→ **What you need to do**:
The answer must consist of every line from the data that holds the string "back".

Collected data:
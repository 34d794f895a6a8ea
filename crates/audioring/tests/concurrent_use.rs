//! The primitives carry no shared state: many threads can call them at once
//! and each gets the same answers and its own blocks.

use std::thread;

use audioring::prelude::*;
use audioring_test_utils::CountingAllocator;
use crossbeam_channel::unbounded;

const THREADS: usize = 8;

#[test]
fn bit_functions_agree_across_threads() {
    let (tx, rx) = unbounded();
    let handles: Vec<_> = (0..THREADS)
        .map(|t| {
            let tx = tx.clone();
            thread::spawn(move || {
                let sum: u64 = (1..=100_000u32)
                    .map(|x| {
                        u64::from(count_leading_zeroes(x))
                            + u64::from(log2_ceil(x))
                            + u64::from(next_power_of_two(x))
                    })
                    .sum();
                tx.send((t, sum)).unwrap();
            })
        })
        .collect();
    drop(tx);
    for h in handles {
        h.join().unwrap();
    }

    let results: Vec<(usize, u64)> = rx.iter().collect();
    assert_eq!(results.len(), THREADS);
    let first = results[0].1;
    assert!(results.iter().all(|&(_, sum)| sum == first));
}

#[test]
fn blocks_move_between_threads_and_release_once() {
    let counter = CountingAllocator::new();
    let (tx, rx) = unbounded();

    thread::scope(|s| {
        for t in 0..THREADS {
            let tx = tx.clone();
            let counter = &counter;
            s.spawn(move || {
                for i in 0..16 {
                    let mut block = safe_allocate_in(64 + t * 16 + i, counter).unwrap();
                    block.as_uninit_slice_mut()[0].write(t as u8);
                    tx.send(block).unwrap();
                }
            });
        }
        drop(tx);

        // Drain on this thread: every block was produced elsewhere.
        let received: Vec<_> = rx.iter().collect();
        assert_eq!(received.len(), THREADS * 16);
        assert_eq!(counter.live(), THREADS * 16);
    });

    assert_eq!(counter.allocations(), THREADS * 16);
    assert_eq!(counter.releases(), THREADS * 16);
    assert_eq!(counter.live_bytes(), 0);
}

#[test]
fn storage_per_thread_is_independent() {
    let handles: Vec<_> = (0..THREADS as u32)
        .map(|t| {
            thread::spawn(move || {
                let mut storage = ChannelStorage::with_frames(2, 2, 100 + t).unwrap();
                storage.channel_mut(0).unwrap().fill(t as u8);
                let zeroed = storage.channel(1).unwrap().iter().all(|&b| b == 0);
                let filled = storage.channel(0).unwrap().iter().all(|&b| b == t as u8);
                zeroed && filled
            })
        })
        .collect();
    for h in handles {
        assert!(h.join().unwrap());
    }
}
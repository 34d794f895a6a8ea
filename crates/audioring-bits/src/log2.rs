//! Integer base-two logarithms over `u32`.

use crate::clz::count_leading_zeroes;

/// Smallest `n` such that `2^n >= x`.
///
/// Computed as `32 - count_leading_zeroes(x - 1)`, so `log2_ceil(1) == 0`
/// falls out of the zero case of the leading-zero count.
///
/// `x` must be at least 1. Zero is not checked: `x - 1` wraps to
/// `u32::MAX` and the result is `32`, which callers must not rely on.
///
/// ```
/// use audioring_bits::log2_ceil;
///
/// assert_eq!(log2_ceil(1), 0);
/// assert_eq!(log2_ceil(5), 3);
/// assert_eq!(log2_ceil(8), 3);
/// ```
#[inline]
pub fn log2_ceil(x: u32) -> u32 {
    32 - count_leading_zeroes(x.wrapping_sub(1))
}

/// Largest `n` such that `2^n <= x`.
///
/// `x` must be at least 1. For zero the subtraction wraps and the result is
/// `u32::MAX`.
#[inline]
pub fn log2_floor(x: u32) -> u32 {
    31u32.wrapping_sub(count_leading_zeroes(x))
}
//! Owned raw memory blocks and the allocator seam beneath them.
//!
//! Every `unsafe` operation in this crate lives here, each with a
//! `// SAFETY:` comment. The rest of the crate builds on [`RawBlock`] and
//! [`InitBlock`] through safe methods only.

#![allow(unsafe_code)]

use std::alloc::{GlobalAlloc, Layout, System};
use std::fmt;
use std::mem::{ManuallyDrop, MaybeUninit};
use std::ops::{Deref, DerefMut};
use std::ptr::{self, NonNull};
use std::slice;

use crate::error::AllocError;

/// The underlying allocator a [`RawBlock`] obtains memory from.
///
/// Requests always have a nonzero size; zero-size blocks never reach the
/// allocator.
///
/// # Safety
///
/// Implementors must return either `None` or a pointer to a fresh region of
/// at least `layout.size()` bytes aligned to `layout.align()`, valid until
/// it is passed back to [`deallocate`](RawAllocator::deallocate).
pub unsafe trait RawAllocator {
    /// Obtain a block for `layout`, or `None` on failure.
    ///
    /// # Safety
    ///
    /// `layout.size()` must be nonzero.
    unsafe fn allocate(&self, layout: Layout) -> Option<NonNull<u8>>;

    /// Release a block previously returned by [`allocate`](RawAllocator::allocate).
    ///
    /// # Safety
    ///
    /// `ptr` must come from `self.allocate(layout)` with the same `layout`
    /// and must not have been released already.
    unsafe fn deallocate(&self, ptr: NonNull<u8>, layout: Layout);
}

// SAFETY: forwards to `A`, which upholds the contract.
unsafe impl<A: RawAllocator + ?Sized> RawAllocator for &A {
    unsafe fn allocate(&self, layout: Layout) -> Option<NonNull<u8>> {
        // SAFETY: the caller's guarantees are passed through unchanged.
        unsafe { (**self).allocate(layout) }
    }

    unsafe fn deallocate(&self, ptr: NonNull<u8>, layout: Layout) {
        // SAFETY: the caller's guarantees are passed through unchanged.
        unsafe { (**self).deallocate(ptr, layout) }
    }
}

/// The system allocator (`malloc`/`free` on Unix, `HeapAlloc` on Windows).
///
/// Bypasses any `#[global_allocator]` so blocks come from the platform
/// heap directly.
#[derive(Clone, Copy, Debug, Default, PartialEq, Eq)]
pub struct PlatformAllocator;

// SAFETY: `System` upholds the `GlobalAlloc` contract, which is stricter
// than ours; a null return is mapped to `None`.
unsafe impl RawAllocator for PlatformAllocator {
    unsafe fn allocate(&self, layout: Layout) -> Option<NonNull<u8>> {
        // SAFETY: the caller guarantees a nonzero size.
        NonNull::new(unsafe { System.alloc(layout) })
    }

    unsafe fn deallocate(&self, ptr: NonNull<u8>, layout: Layout) {
        // SAFETY: the caller guarantees `ptr` came from `System.alloc(layout)`.
        unsafe { System.dealloc(ptr.as_ptr(), layout) }
    }
}

/// An exclusively owned, uninitialised, aligned block of memory.
///
/// Released exactly once on drop through the allocator that produced it.
/// A zero-length block holds a dangling, well-aligned pointer and never
/// touches the allocator.
pub struct RawBlock<A: RawAllocator = PlatformAllocator> {
    ptr: NonNull<u8>,
    layout: Layout,
    alloc: A,
}

// SAFETY: the block is uniquely owned; moving it to another thread moves
// the only handle to the memory. Releasing it there needs `A: Send`.
unsafe impl<A: RawAllocator + Send> Send for RawBlock<A> {}
// SAFETY: shared access only hands out `&[MaybeUninit<u8>]` and `&A`.
unsafe impl<A: RawAllocator + Sync> Sync for RawBlock<A> {}

impl<A: RawAllocator> RawBlock<A> {
    /// Allocate a block for `layout` from `alloc`.
    ///
    /// Use [`safe_allocate_in`](crate::safe_allocate_in) and friends
    /// instead; they also report failures to the log.
    pub(crate) fn allocate_in(layout: Layout, alloc: A) -> Result<Self, AllocError> {
        if layout.size() == 0 {
            let dangling = ptr::without_provenance_mut::<u8>(layout.align());
            // SAFETY: alignments are nonzero, so the address is non-null.
            let ptr = unsafe { NonNull::new_unchecked(dangling) };
            return Ok(Self { ptr, layout, alloc });
        }
        // SAFETY: the size is nonzero.
        match unsafe { alloc.allocate(layout) } {
            Some(ptr) => Ok(Self { ptr, layout, alloc }),
            None => Err(AllocError::OutOfMemory {
                size: layout.size(),
                align: layout.align(),
            }),
        }
    }

    /// Rebuild a block from parts returned by [`into_raw_parts`](Self::into_raw_parts).
    ///
    /// # Safety
    ///
    /// The parts must come from a single `into_raw_parts` call, and the
    /// block must not have been released since.
    pub unsafe fn from_raw_parts(ptr: NonNull<u8>, layout: Layout, alloc: A) -> Self {
        Self { ptr, layout, alloc }
    }

    /// Give up ownership without releasing the memory.
    ///
    /// The caller becomes responsible for passing the pointer back to
    /// `alloc.deallocate(ptr, layout)` exactly once (skip this when
    /// `layout.size()` is zero), or for rebuilding the block with
    /// [`from_raw_parts`](Self::from_raw_parts).
    pub fn into_raw_parts(self) -> (NonNull<u8>, Layout, A) {
        let this = ManuallyDrop::new(self);
        // SAFETY: `this` is never dropped, so `alloc` is moved out exactly once.
        let alloc = unsafe { ptr::read(&this.alloc) };
        (this.ptr, this.layout, alloc)
    }

    /// Size of the block in bytes.
    pub fn len(&self) -> usize {
        self.layout.size()
    }

    /// Whether this is a zero-length block.
    pub fn is_empty(&self) -> bool {
        self.layout.size() == 0
    }

    /// Alignment of the block's start address.
    pub fn align(&self) -> usize {
        self.layout.align()
    }

    /// The layout the block was allocated with.
    pub fn layout(&self) -> Layout {
        self.layout
    }

    /// The allocator that will release the block.
    pub fn allocator(&self) -> &A {
        &self.alloc
    }

    /// Start address of the block.
    pub fn as_ptr(&self) -> *const u8 {
        self.ptr.as_ptr()
    }

    /// Mutable start address of the block.
    pub fn as_mut_ptr(&mut self) -> *mut u8 {
        self.ptr.as_ptr()
    }

    /// The block's bytes, which may be uninitialised.
    pub fn as_uninit_slice(&self) -> &[MaybeUninit<u8>] {
        // SAFETY: `ptr` is valid for `len` bytes (or dangling and aligned
        // with `len == 0`), and `MaybeUninit<u8>` has no validity invariant.
        unsafe { slice::from_raw_parts(self.ptr.as_ptr().cast(), self.len()) }
    }

    /// The block's bytes, mutably, which may be uninitialised.
    pub fn as_uninit_slice_mut(&mut self) -> &mut [MaybeUninit<u8>] {
        // SAFETY: as above, and `&mut self` guarantees exclusive access.
        unsafe { slice::from_raw_parts_mut(self.ptr.as_ptr().cast(), self.len()) }
    }

    /// Zero every byte, turning the block into an [`InitBlock`].
    pub fn zeroed(mut self) -> InitBlock<A> {
        self.as_uninit_slice_mut().fill(MaybeUninit::new(0));
        InitBlock { block: self }
    }
}

impl<A: RawAllocator> Drop for RawBlock<A> {
    fn drop(&mut self) {
        if self.layout.size() == 0 {
            return;
        }
        // SAFETY: a nonzero-size block always came from `alloc.allocate(layout)`
        // and is released only here.
        unsafe { self.alloc.deallocate(self.ptr, self.layout) }
    }
}

impl<A: RawAllocator> fmt::Debug for RawBlock<A> {
    fn fmt(&self, f: &mut fmt::Formatter<'_>) -> fmt::Result {
        f.debug_struct("RawBlock")
            .field("ptr", &self.ptr)
            .field("len", &self.len())
            .field("align", &self.align())
            .finish()
    }
}

/// A [`RawBlock`] whose every byte is initialised.
///
/// Dereferences to `[u8]`.
pub struct InitBlock<A: RawAllocator = PlatformAllocator> {
    block: RawBlock<A>,
}

impl<A: RawAllocator> InitBlock<A> {
    /// The block's bytes.
    pub fn as_slice(&self) -> &[u8] {
        // SAFETY: every byte was written by `RawBlock::zeroed`, and only
        // initialised `u8`s can be written through `as_mut_slice`.
        unsafe { slice::from_raw_parts(self.block.as_ptr(), self.block.len()) }
    }

    /// The block's bytes, mutably.
    pub fn as_mut_slice(&mut self) -> &mut [u8] {
        // SAFETY: as above, and `&mut self` guarantees exclusive access.
        unsafe { slice::from_raw_parts_mut(self.block.as_mut_ptr(), self.block.len()) }
    }

    /// The layout the block was allocated with.
    pub fn layout(&self) -> Layout {
        self.block.layout()
    }

    /// Forget the initialisation guarantee.
    pub fn into_raw_block(self) -> RawBlock<A> {
        self.block
    }
}

impl<A: RawAllocator> Deref for InitBlock<A> {
    type Target = [u8];

    fn deref(&self) -> &[u8] {
        self.as_slice()
    }
}

impl<A: RawAllocator> DerefMut for InitBlock<A> {
    fn deref_mut(&mut self) -> &mut [u8] {
        self.as_mut_slice()
    }
}

impl<A: RawAllocator> fmt::Debug for InitBlock<A> {
    fn fmt(&self, f: &mut fmt::Formatter<'_>) -> fmt::Result {
        f.debug_struct("InitBlock")
            .field("ptr", &self.block.ptr)
            .field("len", &self.block.len())
            .field("align", &self.block.align())
            .finish()
    }
}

→ **Solved exercise**:
/// it is passed back to [`deallocate`](RawAllocator::deallocate).
    /// The caller becomes responsible for passing the pointer back to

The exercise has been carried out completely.